Thinking to much about explainability perfectionism may even lead to “explainability nihilism”: the idea that all XAI methods are doing something arbitrary and crumble if you look at them for too long.
But this runs counter my experience:
The PDP, for example, has, in theory, trouble when features are strongly correlated. ALE is an alternative to visualize feature effects when features are correlated. But my experience so far is that even for correlated features both effect curves didn’t look that different in most cases.
If you use different interpretation methods, say permutation feature importance to rank the features, partial dependence plots to visualize feature effects, and SHAP for explaining predictions, they usually showed a quite coherent picture of the model mechanism.
These examples are anecdotal, so let’s look at one example from a more theoretical stand point: SHAP is a method to explain individual predictions and SHAP values can be combined to produce effect plots that show how a feature affects the predictions on average.

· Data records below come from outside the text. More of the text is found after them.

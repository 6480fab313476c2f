//! Bearer credential verification and actor resolution.

use crate::error::{ApiError, ErrorKind};
use crate::identity::{
    domain::{Actor, UserId},
    ports::{KeySourceError, SigningKeySource},
};
use chrono::{DateTime, Utc};
use jsonwebtoken::{
    Algorithm, DecodingKey, Validation, decode, decode_header,
    errors::ErrorKind as JwtErrorKind,
    jwk::{Jwk, JwkSet},
};
use mockable::Clock;
use serde_json::{Map, Value};
use std::sync::Arc;
use std::time::Duration;
use thiserror::Error;
use tokio::sync::RwLock;

/// Configuration for credential verification.
#[derive(Debug, Clone, PartialEq, Eq)]
pub struct IdentityConfig {
    /// Expected `iss` claim.
    pub issuer: String,
    /// Expected `aud` claim; audience is not checked when `None`.
    pub audience: Option<String>,
    /// Group granting administrator rights.
    pub admin_group: String,
    /// Claim carrying group memberships.
    pub groups_claim: String,
    /// How long fetched signing keys are trusted before a refresh.
    pub key_cache_ttl: Duration,
    /// Minimum gap between refreshes triggered by unknown key ids.
    pub forced_refresh_interval: Duration,
    /// Signature algorithms accepted in token headers.
    pub allowed_algorithms: Vec<Algorithm>,
}

impl Default for IdentityConfig {
    fn default() -> Self {
        Self {
            issuer: String::new(),
            audience: None,
            admin_group: "Admins".to_owned(),
            groups_claim: "cognito:groups".to_owned(),
            key_cache_ttl: Duration::from_secs(600),
            forced_refresh_interval: Duration::from_secs(60),
            allowed_algorithms: vec![Algorithm::RS256],
        }
    }
}

impl IdentityConfig {
    /// Creates a configuration for the given issuer with default settings.
    #[must_use]
    pub fn for_issuer(issuer: impl Into<String>) -> Self {
        Self {
            issuer: issuer.into(),
            ..Self::default()
        }
    }

    /// Returns the conventional JWKS URL published under the issuer.
    #[must_use]
    pub fn jwks_url(&self) -> String {
        format!("{}/.well-known/jwks.json", self.issuer.trim_end_matches('/'))
    }

    /// Sets the expected audience.
    #[must_use]
    pub fn with_audience(mut self, audience: impl Into<String>) -> Self {
        self.audience = Some(audience.into());
        self
    }

    /// Sets the administrator group name.
    #[must_use]
    pub fn with_admin_group(mut self, admin_group: impl Into<String>) -> Self {
        self.admin_group = admin_group.into();
        self
    }

    /// Sets the signing-key cache lifetime.
    #[must_use]
    pub const fn with_key_cache_ttl(mut self, ttl: Duration) -> Self {
        self.key_cache_ttl = ttl;
        self
    }

    /// Sets the minimum gap between unknown-key refreshes.
    #[must_use]
    pub const fn with_forced_refresh_interval(mut self, interval: Duration) -> Self {
        self.forced_refresh_interval = interval;
        self
    }

    /// Replaces the accepted signature algorithms.
    #[must_use]
    pub fn with_allowed_algorithms(mut self, algorithms: Vec<Algorithm>) -> Self {
        self.allowed_algorithms = algorithms;
        self
    }
}

/// Reasons a credential is rejected.
#[derive(Debug, Clone, Error)]
pub enum GateError {
    /// No `Authorization` header was supplied.
    #[error("missing authorization header")]
    MissingCredential,

    /// The header does not use the `Bearer` scheme.
    #[error("invalid authorization scheme")]
    InvalidScheme,

    /// The token is malformed or fails claim validation.
    #[error("invalid token: {0}")]
    InvalidToken(String),

    /// The token has expired.
    #[error("token expired")]
    ExpiredToken,

    /// The token signature does not match the signing key.
    #[error("token signature mismatch")]
    SignatureMismatch,

    /// The token names a key the identity provider does not publish.
    #[error("unknown signing key '{0}'")]
    UnknownSigningKey(String),

    /// The signing keys could not be retrieved.
    #[error(transparent)]
    KeySource(#[from] KeySourceError),
}

impl GateError {
    /// Returns the error category.
    #[must_use]
    pub const fn kind(&self) -> ErrorKind {
        match self {
            Self::KeySource(_) => ErrorKind::Internal,
            _ => ErrorKind::Unauthorized,
        }
    }
}

impl From<GateError> for ApiError {
    fn from(err: GateError) -> Self {
        match err.kind() {
            ErrorKind::Unauthorized => Self::new(ErrorKind::Unauthorized, "Unauthorized"),
            kind => Self::new(kind, err.to_string()),
        }
    }
}

#[derive(Debug, Clone)]
struct CachedKeys {
    keys: JwkSet,
    fetched_at: DateTime<Utc>,
    forced_at: Option<DateTime<Utc>>,
}

/// Resolves an [`Actor`] from a bearer credential.
///
/// Signing keys are cached for [`IdentityConfig::key_cache_ttl`] and
/// refreshed early when a token names an unknown key id, at most once per
/// [`IdentityConfig::forced_refresh_interval`].
pub struct IdentityGate<K, C>
where
    K: SigningKeySource,
    C: Clock + Send + Sync,
{
    key_source: Arc<K>,
    clock: Arc<C>,
    config: IdentityConfig,
    cache: RwLock<Option<CachedKeys>>,
}

impl<K, C> IdentityGate<K, C>
where
    K: SigningKeySource,
    C: Clock + Send + Sync,
{
    /// Creates a gate with an empty key cache.
    #[must_use]
    pub fn new(key_source: Arc<K>, clock: Arc<C>, config: IdentityConfig) -> Self {
        Self {
            key_source,
            clock,
            config,
            cache: RwLock::new(None),
        }
    }

    /// Returns the gate configuration.
    #[must_use]
    pub const fn config(&self) -> &IdentityConfig {
        &self.config
    }

    /// Verifies the `Authorization` header value and resolves the actor.
    ///
    /// # Errors
    ///
    /// Returns [`GateError`] when the credential is missing, malformed,
    /// expired, signed by an unknown key, or fails signature verification.
    pub async fn authenticate(&self, authorization: Option<&str>) -> Result<Actor, GateError> {
        let token = extract_bearer_token(authorization)?;
        let header = decode_header(token).map_err(|err| GateError::InvalidToken(err.to_string()))?;

        if !self.config.allowed_algorithms.contains(&header.alg) {
            return Err(GateError::InvalidToken(format!(
                "algorithm {:?} is not accepted",
                header.alg
            )));
        }

        let key_id = header
            .kid
            .ok_or_else(|| GateError::InvalidToken("missing key id".to_owned()))?;
        let jwk = self.signing_key(&key_id).await?;
        let decoding_key =
            DecodingKey::from_jwk(&jwk).map_err(|err| GateError::InvalidToken(err.to_string()))?;

        let mut validation = Validation::new(header.alg);
        validation.set_issuer(&[self.config.issuer.as_str()]);
        match &self.config.audience {
            Some(audience) => validation.set_audience(&[audience.as_str()]),
            None => validation.validate_aud = false,
        }

        let claims = decode::<Map<String, Value>>(token, &decoding_key, &validation)
            .map_err(|err| match err.kind() {
                JwtErrorKind::ExpiredSignature => GateError::ExpiredToken,
                JwtErrorKind::InvalidSignature => GateError::SignatureMismatch,
                _ => GateError::InvalidToken(err.to_string()),
            })?
            .claims;

        let actor = self.actor_from_claims(&claims)?;
        tracing::debug!(user_id = %actor.user_id(), is_admin = actor.is_admin(), "credential verified");
        Ok(actor)
    }

    fn actor_from_claims(&self, claims: &Map<String, Value>) -> Result<Actor, GateError> {
        let subject = claims
            .get("sub")
            .and_then(Value::as_str)
            .ok_or_else(|| GateError::InvalidToken("missing subject claim".to_owned()))?;
        let user_id =
            UserId::new(subject).map_err(|err| GateError::InvalidToken(err.to_string()))?;
        let email = claims
            .get("email")
            .and_then(Value::as_str)
            .map(str::to_owned);
        let groups = claims
            .get(&self.config.groups_claim)
            .and_then(Value::as_array)
            .map(|values| {
                values
                    .iter()
                    .filter_map(Value::as_str)
                    .map(str::to_owned)
                    .collect()
            })
            .unwrap_or_default();

        Ok(Actor::from_claims(
            user_id,
            email,
            groups,
            &self.config.admin_group,
        ))
    }

    async fn signing_key(&self, key_id: &str) -> Result<Jwk, GateError> {
        let (forced, last_forced) = {
            let cache = self.cache.read().await;
            let fresh = cache.as_ref().filter(|cached| self.is_fresh(cached));
            if let Some(jwk) = fresh.and_then(|cached| cached.keys.find(key_id)) {
                return Ok(jwk.clone());
            }
            let last_forced = cache.as_ref().and_then(|cached| cached.forced_at);
            let throttled = last_forced
                .is_some_and(|at| self.is_recent(at, self.config.forced_refresh_interval));
            if fresh.is_some() && throttled {
                tracing::debug!(key_id, "unknown signing key; refresh throttled");
                return Err(GateError::UnknownSigningKey(key_id.to_owned()));
            }
            (fresh.is_some(), last_forced)
        };

        let keys = self.key_source.fetch().await?;
        tracing::debug!(key_count = keys.keys.len(), forced, "refreshed signing keys");
        let found = keys.find(key_id).cloned();
        let fetched_at = self.clock.utc();
        *self.cache.write().await = Some(CachedKeys {
            keys,
            fetched_at,
            forced_at: if forced { Some(fetched_at) } else { last_forced },
        });

        found.ok_or_else(|| GateError::UnknownSigningKey(key_id.to_owned()))
    }

    fn is_fresh(&self, cached: &CachedKeys) -> bool {
        self.is_recent(cached.fetched_at, self.config.key_cache_ttl)
    }

    fn is_recent(&self, at: DateTime<Utc>, window: Duration) -> bool {
        let age = self.clock.utc().signed_duration_since(at);
        age.to_std().map(|elapsed| elapsed < window).unwrap_or(true)
    }
}

/// Extracts the token from a `Bearer` authorization header value.
///
/// # Errors
///
/// Returns [`GateError::MissingCredential`] when the header is absent and
/// [`GateError::InvalidScheme`] when it is not a non-empty bearer token.
pub fn extract_bearer_token(header_value: Option<&str>) -> Result<&str, GateError> {
    let raw = header_value.ok_or(GateError::MissingCredential)?;
    let token = raw
        .trim()
        .strip_prefix("Bearer ")
        .map(str::trim)
        .ok_or(GateError::InvalidScheme)?;
    if token.is_empty() {
        return Err(GateError::InvalidScheme);
    }
    Ok(token)
}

The perfectionist’s critique would be: We don’t know what SHAP expresses! We don’t know whether people understand it. Don’t use it.
But are SHAP values really such unknowable, mythical things?
Say, we have a linear regression model. What do the SHAP values look like for this linear model?
Well, they are simply the coefficient multiplied by the value of the feature, minus the average effect for that feature
And if you plot the SHAP values of your data against the the feature values, they just replicate the slope of the coefficient:
The same goes for additive models, like generalized additive models (GAMs). Here the SHAP values (blue dots) match the spline curve (red curve):
These examples are from my book Interpreting Machine Learning Models with SHAP, and they show that for these simple models, SHAP values match quite well with what we would expect. When the model covers interactions between the features, the interpretation becomes a bit tricky as I explain in the book, but the overall story is that SHAP is well connected with what the model actually does.
While we should strive for more rigor in XAI research, in practice we should use the imperfect methods as long as they provide a net benefit.